This book is the first to trace the good and bad fortunes, over more than a century, of the earliest large free black community in the United States. Gary Nash shows how, from colonial times through the Revolution and into the turbulent 1830s, blacks in the City of Brotherly Love struggled to shape a family life, gain occupational competence, organize churches, establish neighborhoods and social networks, advance cultural institutions, educate their children in schools, forge a political consciousness, and train black leaders who would help abolish slavery. These early generations of urban blacks—many of them newly emancipated—constructed a rich and varied community life.

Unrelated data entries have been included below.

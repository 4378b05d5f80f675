//! Core library for the audio-reactive visualiser.
//!
//! Audio flows through the crate in one direction. [`SpectrumAnalyser`]
//! turns sample blocks into a dB spectrum, [`FeatureExtractor`] reduces that
//! spectrum to normalized [`Features`] once per frame, and [`RenderDriver`]
//! hands the same snapshot to every enabled [`Layer`] in the
//! [`LayerRegistry`]. Layer parameters are described by [`Control`]s and
//! persisted through a [`StateStore`].

pub mod analyser;
pub mod config;
pub mod controls;
pub mod driver;
pub mod error;
pub mod extractor;
pub mod features;
pub mod layers;
pub mod scene;
pub mod state;

pub use analyser::{SpectrumAnalyser, SpectrumFrame};
pub use config::{AppConfig, AudioConfig, ExtractorConfig};
pub use controls::{Control, ParamMap, ParamValue};
pub use driver::{FrameReport, RenderDriver};
pub use error::{Result, VizError};
pub use extractor::FeatureExtractor;
pub use features::{Bands, Features};
pub use layers::{Layer, LayerCore, LayerPhase, LayerRegistry, PulseRing, SpectrumBars};
pub use scene::{Camera, DrawStats, Node, NodeId, NodeKind, RenderContext, Scene, Surface, Transform};
pub use state::{JsonFileStore, MemoryStore, StateStore};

Nash's account includes elements of both poignant triumph and profound tragedy. Keeping in focus both the internal life of the black community and race relations in Philadelphia generally, he portrays first the remarkable vibrancy of black institution-building, ordinary life, and relatively amicable race relations, and then rising racial antagonism. The promise of a racially harmonious society that took form in the postrevolutionary era, involving the integration into the white republic of African people brutalized under slavery, was ultimately unfulfilled. Such hopes collapsed amid racial conflict and intensifying racial discrimination by the 1820s. This failure of the great and much-watched "Philadelphia experiment" prefigured the course of race relations in America in our own century, an enduringly tragic part of this country's past.

About the Author, Gb Nash

Gary B. Nash is Professor of History Emeritus, UCLA and Professor and Director, National Center for History in the Schools.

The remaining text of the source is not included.